We anticipate that the appropriations committee will appropriate the FDA Innovation Account dollars each year, up to the maximum allowed. Although the appropriations committees get the final say (and might choose not to use money from the Account), it is likely they will because the Cures monies do not count against the budget ceilings imposed on the committees and their subcommittees. The authorizing committees set it up this way in lieu of creating mandatory spending, which was opposed by the appropriations committees. Having found the monies by sales from the strategic petroleum reserve and a number of changes in law that generate budget savings, the authorizers wanted to increase the probability that the funds would reach FDA. And most likely they will. For example, the $20 million allotted for FY 17 has been included in the Continuing Resolution.
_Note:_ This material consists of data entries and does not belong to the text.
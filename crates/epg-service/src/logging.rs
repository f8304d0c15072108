use std::env;

use sentry::integrations::tracing::EventFilter;
use tracing::level_filters::LevelFilter;
use tracing_subscriber::EnvFilter;
use tracing_subscriber::fmt::time::UtcTime;
use tracing_subscriber::prelude::*;
use tracing_subscriber::util::SubscriberInitExt;

use crate::config::{Config, LogFormat};

fn get_rust_log(level: LevelFilter) -> &'static str {
    match level {
        LevelFilter::OFF => "",
        LevelFilter::ERROR => "ERROR",
        LevelFilter::WARN => "WARN",
        LevelFilter::INFO => "INFO",
        LevelFilter::DEBUG => {
            "INFO,\
             epg_service=DEBUG"
        }
        LevelFilter::TRACE => {
            "INFO,\
             epg_service=TRACE"
        }
    }
}

/// Initializes logging for the service.
///
/// This considers the `RUST_LOG` environment variable and defaults it to the level specified in the
/// configuration. Additionally, this toggles `RUST_BACKTRACE` based on the
/// [`enable_backtraces`](crate::config::Logging::enable_backtraces)
/// config value.
///
/// # Safety
/// This function uses [`std::env::set_var`] to modify the environment. That function is only safe
/// to call in single-threaded contexts to prevent unsynchronized concurrent access to the environment.
pub unsafe fn init_logging(config: &Config) {
    if config.logging.enable_backtraces {
        // SAFETY: As documented, this function may only be called in a single-threaded context.
        unsafe { env::set_var("RUST_BACKTRACE", "1") };
    }

    let rust_log =
        env::var("RUST_LOG").unwrap_or_else(|_| get_rust_log(config.logging.level).to_string());

    let fmt_layer = {
        let layer = tracing_subscriber::fmt::layer()
            .with_timer(UtcTime::rfc_3339())
            .with_target(true);

        match (config.logging.format, console::user_attended()) {
            (LogFormat::Auto, true) | (LogFormat::Pretty, _) => layer.pretty().boxed(),
            (LogFormat::Auto, false) | (LogFormat::Simplified, _) => {
                layer.compact().with_ansi(false).boxed()
            }
            (LogFormat::Json, _) => layer
                .json()
                .flatten_event(true)
                .with_current_span(true)
                .with_span_list(true)
                .with_file(true)
                .with_line_number(true)
                .boxed(),
        }
    }
    .with_filter(EnvFilter::new(&rust_log));

    // Same as the default filter, except it sends everything at or above INFO as logs instead of breadcrumbs.
    let sentry_layer =
        sentry::integrations::tracing::layer().event_filter(|md| match *md.level() {
            tracing::Level::ERROR => EventFilter::Event | EventFilter::Log,
            tracing::Level::WARN | tracing::Level::INFO => EventFilter::Log,
            tracing::Level::DEBUG | tracing::Level::TRACE => EventFilter::Ignore,
        });

    tracing_subscriber::registry()
        .with(fmt_layer)
        .with(sentry_layer)
        .init();
}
The greater risk for FY 18 and thereafter (when the dollars ramp up) is that the appropriations committees might appropriate the Cures funding and then decrease FDA’s base budget authority (BA) funding by an equal number of dollars. Were this done, FDA would acquire a large number of new responsibilities but the agency would not receive net additional funds. Seen another way, FDA might find itself with a significant budget cut imposed upon the agency’s non-Cures activities. Further, the new funding available for Cures is unlikely to cover all the new activities the law will require.

Thus, the passage of Cures legislation will further increase the current gap between FDA funding and FDA responsibilities. The agency will need the Cures funding and more to carry out its mission in both food safety and medical products.

The Alliance and the entire FDA stakeholder community must address the funding challenges that FDA faces in the FY 18 appropriation cycle and thereafter. That cycle begins in January.